E-mail correspondence became a convenient way to keep in touch with friends, acquaintances, people we hadn't seen for decades, people just met. The written message began to be the message of choice. You could write messages when you felt like writing them and you could make them as long or as short as you wanted. The recipient could read the message carefully or scroll through it rapidly without hurting your feelings. Without pen and paper, people started writing again. It is estimated that, in the 21st century, more people will correspond through e-mail than by the telephone.
Some say the writing level on the Internet seems hopelessly juvenile, that the mauling of language and linguistics is appalling. We will end up a nation of very poor writers who excuse our illiteracy by arguing that electronic communication doesn't need the finesse and eloquence of written words on paper. It is true that anyone visiting a chat room on the Internet will find plenty of evidence to support that point of view.
But others might disagree. It is possible that the more people use the written word, the more skillful they will become at writing. The more they write, the more they will learn to appreciate the well-turned phrase, the arresting metaphor, the moving sentence. They will learn how to type and write faster and with more clarity. They will once again understand the power of the written word and its influence over people. They might even sit back, look at the screen, and marvel at the beauty of language.
Taking charge again
Calling up information or messages on a computer screen puts the individual back in control. No fast-moving, impossible-to-understand TV news broadcast or electronic images that flash by in seconds. When you are in charge, you can linger over a delectable phrase or concept. You can re-read the information at your own pace. You can contemplate a response in the fullness of time. You can decide what to read and when to read it. It has restored power to the consumer.

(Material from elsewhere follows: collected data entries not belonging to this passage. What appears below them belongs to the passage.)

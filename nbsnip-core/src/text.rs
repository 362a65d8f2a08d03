//! Normalisation of plain-text cell output.

use regex::Regex;
use std::sync::OnceLock;

/// ANSI colour/style escapes (SGR), e.g. `ESC[0;31m`.
fn ansi_escape() -> &'static Regex {
    static ANSI: OnceLock<Regex> = OnceLock::new();
    ANSI.get_or_init(|| Regex::new(r"\x1b\[[0-9;]*m").expect("valid ANSI regex"))
}

const ELLIPSES: [char; 3] = ['\u{2026}', '\u{22ee}', '\u{22ef}'];

/// Join output lines into the text written to a `.out` snippet.
///
/// Trailing whitespace (including the line terminator) is stripped from every line before
/// joining with `\n`, so the result never ends in a newline.
pub fn normalize<'a, I>(lines: I) -> String
where
    I: IntoIterator<Item = &'a str>,
{
    let joined = lines
        .into_iter()
        .map(str::trim_end)
        .collect::<Vec<_>>()
        .join("\n");
    let replaced = joined.replace('\u{00d7}', "x").replace(ELLIPSES, ".");
    ansi_escape().replace_all(&replaced, "").into_owned()
}

#[cfg(test)]
mod tests {
    use super::*;

    #[test]
    fn joins_and_strips_trailing_whitespace() {
        assert_eq!(
            normalize(["first print\n", "second print  \n"]),
            "first print\nsecond print"
        );
    }

    #[test]
    fn substitutes_unicode() {
        assert_eq!(normalize(["A tibble: 3 \u{00d7} 2"]), "A tibble: 3 x 2");
        assert_eq!(normalize(["# \u{2026} with 5 more rows"]), "# . with 5 more rows");
        assert_eq!(normalize(["\u{22ee}"]), ".");
        assert_eq!(normalize(["1 \u{22ef} 9"]), "1 . 9");
    }

    #[test]
    fn removes_ansi_sequences() {
        assert_eq!(
            normalize(["\u{1b}[1m\u{1b}[38;5;246m# A tibble\u{1b}[39m\u{1b}[22m"]),
            "# A tibble"
        );
    }

    #[test]
    fn empty_input_is_empty_text() {
        assert_eq!(normalize(Vec::<&str>::new()), "");
    }
}
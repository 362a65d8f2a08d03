//! Classifies a cell's output records by kind.
//!
//! Every function returns a fresh iterator borrowing the records, so a sequence can be
//! re-derived from the same cell as often as needed. Record order is preserved.

use crate::notebook::{MimeBundle, Output, StreamName};

/// Marker used to decide whether an HTML payload holds a table.
///
/// This is a substring test, not a parse: any HTML containing the closing tag text counts,
/// even if it only appears inside a comment or a code sample.
pub const TABLE_CLOSE_MARKER: &str = "</table>";

fn bundles(outputs: &[Output]) -> impl Iterator<Item = &MimeBundle> + '_ {
    outputs.iter().filter_map(Output::mime_bundle)
}

/// Lines of textual output.
///
/// `stdout` streams contribute every line; `stderr` never does. Display and result records
/// contribute their `text/plain` lines unless they also carry an image, in which case the
/// text is only a caption and is dropped.
pub fn text_lines(outputs: &[Output]) -> impl Iterator<Item = &str> + '_ {
    outputs.iter().flat_map(|output| {
        let lines: Box<dyn Iterator<Item = &str> + '_> = match output {
            Output::Stream {
                name: StreamName::Stdout,
                text,
            } => text.lines(),
            Output::Stream {
                name: StreamName::Stderr,
                ..
            } => Box::new(std::iter::empty()),
            Output::DisplayData { data } | Output::ExecuteResult { data } => {
                match (&data.image_png, &data.text_plain) {
                    (None, Some(text)) => text.lines(),
                    _ => Box::new(std::iter::empty()),
                }
            }
            Output::Error { .. } => Box::new(std::iter::empty()),
        };
        lines
    })
}

/// Base64 PNG payloads, one per record carrying an image.
pub fn image_payloads(outputs: &[Output]) -> impl Iterator<Item = String> + '_ {
    bundles(outputs).filter_map(|data| data.image_png.as_ref().map(|png| png.joined()))
}

/// Every line of every HTML payload.
pub fn html_lines(outputs: &[Output]) -> impl Iterator<Item = &str> + '_ {
    bundles(outputs)
        .filter_map(|data| data.text_html.as_ref())
        .flat_map(|html| html.lines())
}

/// Whole HTML payloads that look like they contain a table.
pub fn table_fragments(outputs: &[Output]) -> impl Iterator<Item = String> + '_ {
    bundles(outputs)
        .filter_map(|data| data.text_html.as_ref().map(|html| html.joined()))
        .filter(|html| html.contains(TABLE_CLOSE_MARKER))
}

#[cfg(test)]
mod tests {
    use super::*;
    use crate::notebook::MultilineString;

    fn stream(name: StreamName, text: &[&str]) -> Output {
        Output::Stream {
            name,
            text: MultilineString::Lines(text.iter().map(|s| s.to_string()).collect()),
        }
    }

    fn display(bundle: MimeBundle) -> Output {
        Output::DisplayData { data: bundle }
    }

    fn lines(text: &[&str]) -> Option<MultilineString> {
        Some(MultilineString::Lines(
            text.iter().map(|s| s.to_string()).collect(),
        ))
    }

    #[test]
    fn stderr_never_reaches_text() {
        let outputs = vec![
            stream(StreamName::Stderr, &["warning\n"]),
            stream(StreamName::Stdout, &["Normal output\n"]),
        ];
        assert_eq!(text_lines(&outputs).collect::<Vec<_>>(), vec!["Normal output\n"]);
    }

    #[test]
    fn image_caption_is_suppressed() {
        let outputs = vec![
            display(MimeBundle {
                text_plain: lines(&["<Figure size 640x480>"]),
                image_png: lines(&["iVBO", "Rw0K\n"]),
                text_html: None,
            }),
            Output::ExecuteResult {
                data: MimeBundle {
                    text_plain: lines(&["42"]),
                    ..Default::default()
                },
            },
        ];
        assert_eq!(text_lines(&outputs).collect::<Vec<_>>(), vec!["42"]);
        assert_eq!(image_payloads(&outputs).collect::<Vec<_>>(), vec!["iVBORw0K\n"]);
    }

    #[test]
    fn table_fragments_use_closing_marker() {
        let outputs = vec![
            display(MimeBundle {
                text_html: lines(&["<div>no table</div>"]),
                ..Default::default()
            }),
            display(MimeBundle {
                text_html: lines(&["<table>\n", "<tr><td>1</td></tr>\n", "</table>"]),
                ..Default::default()
            }),
        ];
        let tables: Vec<_> = table_fragments(&outputs).collect();
        assert_eq!(tables, vec!["<table>\n<tr><td>1</td></tr>\n</table>"]);
        assert_eq!(html_lines(&outputs).count(), 4);
        // restartable
        assert_eq!(table_fragments(&outputs).count(), 1);
    }
}
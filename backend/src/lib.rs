pub mod config;
pub mod error;
pub mod events;
pub mod fatal;
pub mod glutils;
pub mod render;
pub mod shaders;
pub mod window;

pub use error::{Error, Result};
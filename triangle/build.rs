// build.rs
// Compiles shaders/*.vert and shaders/*.frag to OpenGL SPIR-V next to the sources

use std::env;
use std::path::{Path, PathBuf};
use std::process::Command;

/// glslc from the Vulkan SDK if VULKAN_SDK is set, otherwise from PATH
fn find_glslc() -> Option<PathBuf> {
    if let Ok(sdk) = env::var("VULKAN_SDK") {
        let glslc = if cfg!(target_os = "windows") {
            Path::new(&sdk).join("Bin").join("glslc.exe")
        } else {
            Path::new(&sdk).join("bin").join("glslc")
        };
        if glslc.exists() {
            return Some(glslc);
        }
        println!("cargo:warning=glslc not found at {}", glslc.display());
    }

    match Command::new("glslc").arg("--version").output() {
        Ok(out) if out.status.success() => Some(PathBuf::from("glslc")),
        _ => None,
    }
}

fn needs_compile(src: &Path, out: &Path) -> bool {
    match (std::fs::metadata(src), std::fs::metadata(out)) {
        (Ok(src_meta), Ok(out_meta)) => match (src_meta.modified(), out_meta.modified()) {
            (Ok(src_time), Ok(out_time)) => src_time > out_time,
            _ => true,
        },
        _ => true,
    }
}

fn main() {
    println!("cargo:rerun-if-changed=../shaders");
    println!("cargo:rerun-if-env-changed=VULKAN_SDK");
    println!("cargo:rerun-if-env-changed=SKIP_SHADERS");

    if env::var("SKIP_SHADERS").is_ok() {
        eprintln!("info: Skipping shader compilation (SKIP_SHADERS set)");
        return;
    }

    let shader_dir = PathBuf::from("../shaders");
    let shader_files = match std::fs::read_dir(&shader_dir) {
        Ok(files) => files,
        Err(_) => {
            eprintln!("info: No shader directory found at: {:?}", shader_dir);
            return;
        }
    };

    let Some(glslc) = find_glslc() else {
        println!("cargo:warning=glslc not found, shaders/*.spv not rebuilt");
        return;
    };

    let mut compiled_count = 0;
    for entry in shader_files {
        let path = match entry {
            Ok(e) => e.path(),
            Err(e) => {
                eprintln!("warning: Error reading shader directory entry: {}", e);
                continue;
            }
        };

        let is_stage = matches!(
            path.extension().and_then(|ext| ext.to_str()),
            Some("vert") | Some("frag")
        );
        let Some(stem) = path.file_stem().filter(|_| is_stage) else {
            continue;
        };
        let out_file = shader_dir.join(stem).with_extension("spv");

        if !needs_compile(&path, &out_file) {
            eprintln!("info: Shader {:?} is up to date", path.file_name().unwrap_or_default());
            continue;
        }

        let status = Command::new(&glslc)
            .arg("--target-env=opengl")
            .arg(&path)
            .arg("-o")
            .arg(&out_file)
            .status();

        match status {
            Ok(s) if s.success() => {
                eprintln!("info: Compiled {:?} -> {:?}", path, out_file);
                compiled_count += 1;
            }
            Ok(s) => {
                eprintln!("error: glslc failed for {:?} with exit code: {}", path, s.code().unwrap_or(-1));
                panic!("Shader compilation failed");
            }
            Err(e) => {
                eprintln!("error: Failed to run glslc for {:?}: {}", path, e);
                panic!("Failed to execute shader compiler");
            }
        }
    }

    eprintln!("info: Compiled {} shader(s)", compiled_count);
}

The great surprise of these last few years of the 20th century is how much the great communications revolution has restored the ability of a single anonymous mind to pursue knowledge, rummage through the vast resources of civilization, and ferret out subjects usually reserved for scholars and collectors. Any written word typed into an Internet search engine can yield all kinds of other written words on obscure or popular subjects. You can search every conceivable publication available, roam through the great museums and libraries of the world, explore the databanks of governments and foundations, and bring all of the world's knowledge to your computer, courtesy of the written word.

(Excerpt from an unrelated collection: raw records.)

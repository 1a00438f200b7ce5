//! Window-system event pump.
//!
//! Platform notifications are translated into [`Event`] values and fed through
//! [`WindowState::apply`], a pure transition function over the
//! `{normal, minimized, quitting}` states. [`EventPump`] decides when to block:
//!
//! * normal: one non-blocking check, then hand control back for rendering
//! * minimized: block until the window is restored or closed
//! * quitting: block until the explicit [`Event::Quit`] has been drained

use log::debug;

use crate::error::Result;

#[derive(Debug, Clone, Copy, PartialEq, Eq)]
pub enum Key {
    Escape,
    Other,
}

#[derive(Debug, Clone, Copy, PartialEq, Eq)]
pub enum Event {
    Create,
    /// The window was closed or destroyed.
    Destroy,
    Resize {
        width: u32,
        height: u32,
        minimized: bool,
    },
    KeyPress(Key),
    /// End of the event stream.
    Quit,
    Other,
}

#[derive(Debug, Clone, Copy, PartialEq, Eq)]
pub enum Action {
    /// User asked to close the window (ESC).
    RequestClose,
    /// Window is going away, the quit event must follow.
    PostQuit,
    Viewport { width: u32, height: u32 },
}

#[derive(Debug, Default, Clone, Copy, PartialEq, Eq)]
pub struct WindowState {
    minimized: bool,
    quitting: bool,
}

impl WindowState {
    pub fn minimized(&self) -> bool {
        self.minimized
    }

    /// Once set this never clears.
    pub fn quitting(&self) -> bool {
        self.quitting
    }

    pub fn apply(&mut self, event: &Event) -> Option<Action> {
        match *event {
            Event::Destroy => {
                let was_quitting = self.quitting;
                self.quitting = true;
                (!was_quitting).then_some(Action::PostQuit)
            }
            Event::Quit => {
                self.quitting = true;
                None
            }
            Event::Resize {
                minimized: true, ..
            } => {
                self.minimized = true;
                None
            }
            Event::Resize { width, height, .. } => {
                self.minimized = false;
                (width > 0 && height > 0).then_some(Action::Viewport { width, height })
            }
            Event::KeyPress(Key::Escape) if !self.quitting => Some(Action::RequestClose),
            _ => None,
        }
    }
}

/// Where events come from. The SDL-backed source lives in [`crate::window`].
pub trait EventSource {
    /// Returns the next pending event without blocking.
    fn poll_event(&mut self) -> Result<Option<Event>>;

    /// Blocks until an event is available.
    fn wait_event(&mut self) -> Result<Event>;

    /// Queues a [`Event::Destroy`], as if the window had been closed.
    fn request_close(&mut self);

    /// Queues the [`Event::Quit`] that ends draining.
    fn post_quit(&mut self);
}

pub struct EventPump<S> {
    source: S,
    state: WindowState,
    quit_received: bool,
    actions: Vec<Action>,
}

impl<S: EventSource> EventPump<S> {
    pub fn new(source: S) -> EventPump<S> {
        EventPump {
            source,
            state: WindowState::default(),
            quit_received: false,
            actions: Vec::new(),
        }
    }

    pub fn state(&self) -> WindowState {
        self.state
    }

    /// Actions the caller has to carry out, in arrival order.
    pub fn take_actions(&mut self) -> Vec<Action> {
        std::mem::take(&mut self.actions)
    }

    /// Returns whether the application should keep running.
    pub fn poll_events(&mut self) -> Result<bool> {
        if self.state.quitting() {
            return self.drain_until_quit();
        }

        if self.state.minimized() {
            while self.state.minimized() && !self.state.quitting() {
                let event = self.source.wait_event()?;
                self.dispatch(event);
            }
            if self.state.quitting() {
                return self.drain_until_quit();
            }
            return Ok(true);
        }

        if let Some(event) = self.source.poll_event()? {
            self.dispatch(event);
        }
        Ok(true)
    }

    fn drain_until_quit(&mut self) -> Result<bool> {
        while !self.quit_received {
            let event = self.source.wait_event()?;
            self.dispatch(event);
        }
        Ok(false)
    }

    fn dispatch(&mut self, event: Event) {
        if event == Event::Quit {
            self.quit_received = true;
        }

        let before = self.state;
        let action = self.state.apply(&event);
        if before != self.state {
            debug!("{event:?}: {before:?} -> {:?}", self.state);
        }

        match action {
            Some(Action::RequestClose) => self.source.request_close(),
            Some(Action::PostQuit) => self.source.post_quit(),
            Some(a) => self.actions.push(a),
            None => {}
        }
    }
}

#[cfg(test)]
mod tests {
    use super::*;
    use crate::error::Error;
    use std::collections::VecDeque;

    /// Scripted source. `pending` is what a non-blocking poll can see; `later`
    /// only shows up once the pump blocks.
    #[derive(Default)]
    struct FakeSource {
        pub pending: VecDeque<Event>,
        pub later: VecDeque<Event>,
        pub posted: VecDeque<Event>,
        pub fail_wait: bool,
        pub waits: usize,
    }

    impl FakeSource {
        pub fn with(pending: &[Event], later: &[Event]) -> FakeSource {
            FakeSource {
                pending: pending.iter().copied().collect(),
                later: later.iter().copied().collect(),
                ..Default::default()
            }
        }
    }

    impl EventSource for FakeSource {
        fn poll_event(&mut self) -> Result<Option<Event>> {
            Ok(self.posted.pop_front().or_else(|| self.pending.pop_front()))
        }

        fn wait_event(&mut self) -> Result<Event> {
            self.waits += 1;
            if self.fail_wait {
                return Err(Error::WindowSystem("wait failed".to_string()));
            }
            self.posted
                .pop_front()
                .or_else(|| self.pending.pop_front())
                .or_else(|| self.later.pop_front())
                .ok_or_else(|| Error::WindowSystem("would block forever".to_string()))
        }

        fn request_close(&mut self) {
            self.posted.push_back(Event::Destroy);
        }

        fn post_quit(&mut self) {
            self.posted.push_back(Event::Quit);
        }
    }

    fn minimize() -> Event {
        Event::Resize {
            width: 0,
            height: 0,
            minimized: true,
        }
    }

    fn restore() -> Event {
        Event::Resize {
            width: 800,
            height: 600,
            minimized: false,
        }
    }

    #[test]
    fn normal_state_never_blocks() {
        let mut pump = EventPump::new(FakeSource::with(&[], &[]));
        assert!(pump.poll_events().unwrap());
        assert_eq!(pump.source.waits, 0);

        pump.source.pending.push_back(Event::Create);
        assert!(pump.poll_events().unwrap());
        assert_eq!(pump.source.waits, 0);
    }

    #[test]
    fn normal_state_dispatches_one_event_per_call() {
        let mut pump = EventPump::new(FakeSource::with(&[Event::Other, Event::Other], &[]));
        assert!(pump.poll_events().unwrap());
        assert_eq!(pump.source.pending.len(), 1);
    }

    #[test]
    fn close_then_drain_returns_false() {
        let mut pump = EventPump::new(FakeSource::with(&[Event::Create, Event::Destroy], &[]));
        assert!(pump.poll_events().unwrap());
        assert!(pump.poll_events().unwrap());
        assert!(pump.state().quitting());
        // quit was posted by the destroy transition
        assert!(!pump.poll_events().unwrap());
        assert!(!pump.poll_events().unwrap());
    }

    #[test]
    fn quitting_drains_everything_up_to_quit() {
        let mut pump = EventPump::new(FakeSource::with(
            &[Event::Destroy],
            &[Event::Other, Event::KeyPress(Key::Other), Event::Quit, Event::Other],
        ));
        // drop the posted quit so the platform one has to be drained
        assert!(pump.poll_events().unwrap());
        pump.source.posted.clear();
        assert!(!pump.poll_events().unwrap());
        assert_eq!(pump.source.later, VecDeque::from([Event::Other]));
    }

    #[test]
    fn quit_seen_while_polling_stops_the_next_call() {
        let mut pump = EventPump::new(FakeSource::with(&[Event::Quit], &[]));
        assert!(pump.poll_events().unwrap());
        assert!(!pump.poll_events().unwrap());
        assert_eq!(pump.source.waits, 0);
    }

    #[test]
    fn minimized_blocks_until_restored() {
        let mut pump = EventPump::new(FakeSource::with(
            &[minimize()],
            &[Event::Other, Event::Other, restore(), Event::Other],
        ));
        assert!(pump.poll_events().unwrap());
        assert!(pump.state().minimized());

        assert!(pump.poll_events().unwrap());
        assert!(!pump.state().minimized());
        assert_eq!(pump.source.waits, 3);
        assert_eq!(pump.source.later.len(), 1);
        assert_eq!(
            pump.take_actions(),
            vec![Action::Viewport {
                width: 800,
                height: 600
            }]
        );
    }

    #[test]
    fn destroy_while_minimized_drains_and_stops() {
        let mut pump = EventPump::new(FakeSource::with(
            &[minimize()],
            &[Event::Other, Event::Destroy, Event::Other],
        ));
        assert!(pump.poll_events().unwrap());
        assert!(!pump.poll_events().unwrap());
        assert!(pump.state().quitting());
    }

    #[test]
    fn quit_while_minimized_stops() {
        let mut pump = EventPump::new(FakeSource::with(&[minimize()], &[Event::Quit]));
        assert!(pump.poll_events().unwrap());
        assert!(!pump.poll_events().unwrap());
    }

    #[test]
    fn escape_requests_close() {
        let mut pump = EventPump::new(FakeSource::with(&[Event::KeyPress(Key::Escape)], &[]));
        assert!(pump.poll_events().unwrap());
        assert_eq!(pump.source.posted, VecDeque::from([Event::Destroy]));
        assert!(pump.poll_events().unwrap());
        assert!(pump.state().quitting());
        assert!(!pump.poll_events().unwrap());
    }

    #[test]
    fn wait_error_is_reported() {
        let mut source = FakeSource::with(&[Event::Destroy], &[]);
        source.fail_wait = true;
        let mut pump = EventPump::new(source);
        assert!(pump.poll_events().unwrap());
        assert!(matches!(pump.poll_events(), Err(Error::WindowSystem(_))));
    }

    #[test]
    fn window_closed_right_after_creation() {
        let config = crate::config::WindowConfig::default();
        assert_eq!(config.title, "OpenGL Triangle");
        assert_eq!((config.width, config.height), (800, 600));

        let mut pump = EventPump::new(FakeSource::with(
            &[
                Event::Create,
                Event::Resize {
                    width: config.width,
                    height: config.height,
                    minimized: false,
                },
                Event::Destroy,
            ],
            &[],
        ));
        let mut frames = 0;
        while pump.poll_events().unwrap() {
            if !pump.state().quitting() {
                frames += 1;
            }
        }
        assert_eq!(frames, 2);
        assert!(pump.source.posted.is_empty());
    }

    #[test]
    fn quitting_is_monotonic() {
        let events = [
            Event::Destroy,
            restore(),
            minimize(),
            Event::Create,
            Event::KeyPress(Key::Escape),
            Event::Other,
            Event::Destroy,
        ];
        let mut state = WindowState::default();
        for e in &events {
            state.apply(e);
            assert!(state.quitting());
        }
    }

    #[test]
    fn repeated_destroy_posts_quit_once() {
        let mut state = WindowState::default();
        assert_eq!(state.apply(&Event::Destroy), Some(Action::PostQuit));
        assert_eq!(state.apply(&Event::Destroy), None);
    }

    #[test]
    fn zero_sized_resize_has_no_viewport() {
        let mut state = WindowState::default();
        state.apply(&minimize());
        let action = state.apply(&Event::Resize {
            width: 0,
            height: 0,
            minimized: false,
        });
        assert_eq!(action, None);
        assert!(!state.minimized());
    }
}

So, like the deaths of Mark Twain and God, the death of the written word has been greatly exaggerated. It seems that the written word is not only here to stay, but has become our gateway to knowledge and entertainment in ways Johannes Gutenberg, who invented printing from moveable type, never imagined. No matter what joys or terror new technology has for us in the future, the old-fashioned written word will be there to witness, explain, explore, and help us understand who we were, who we are, and who we hope to be.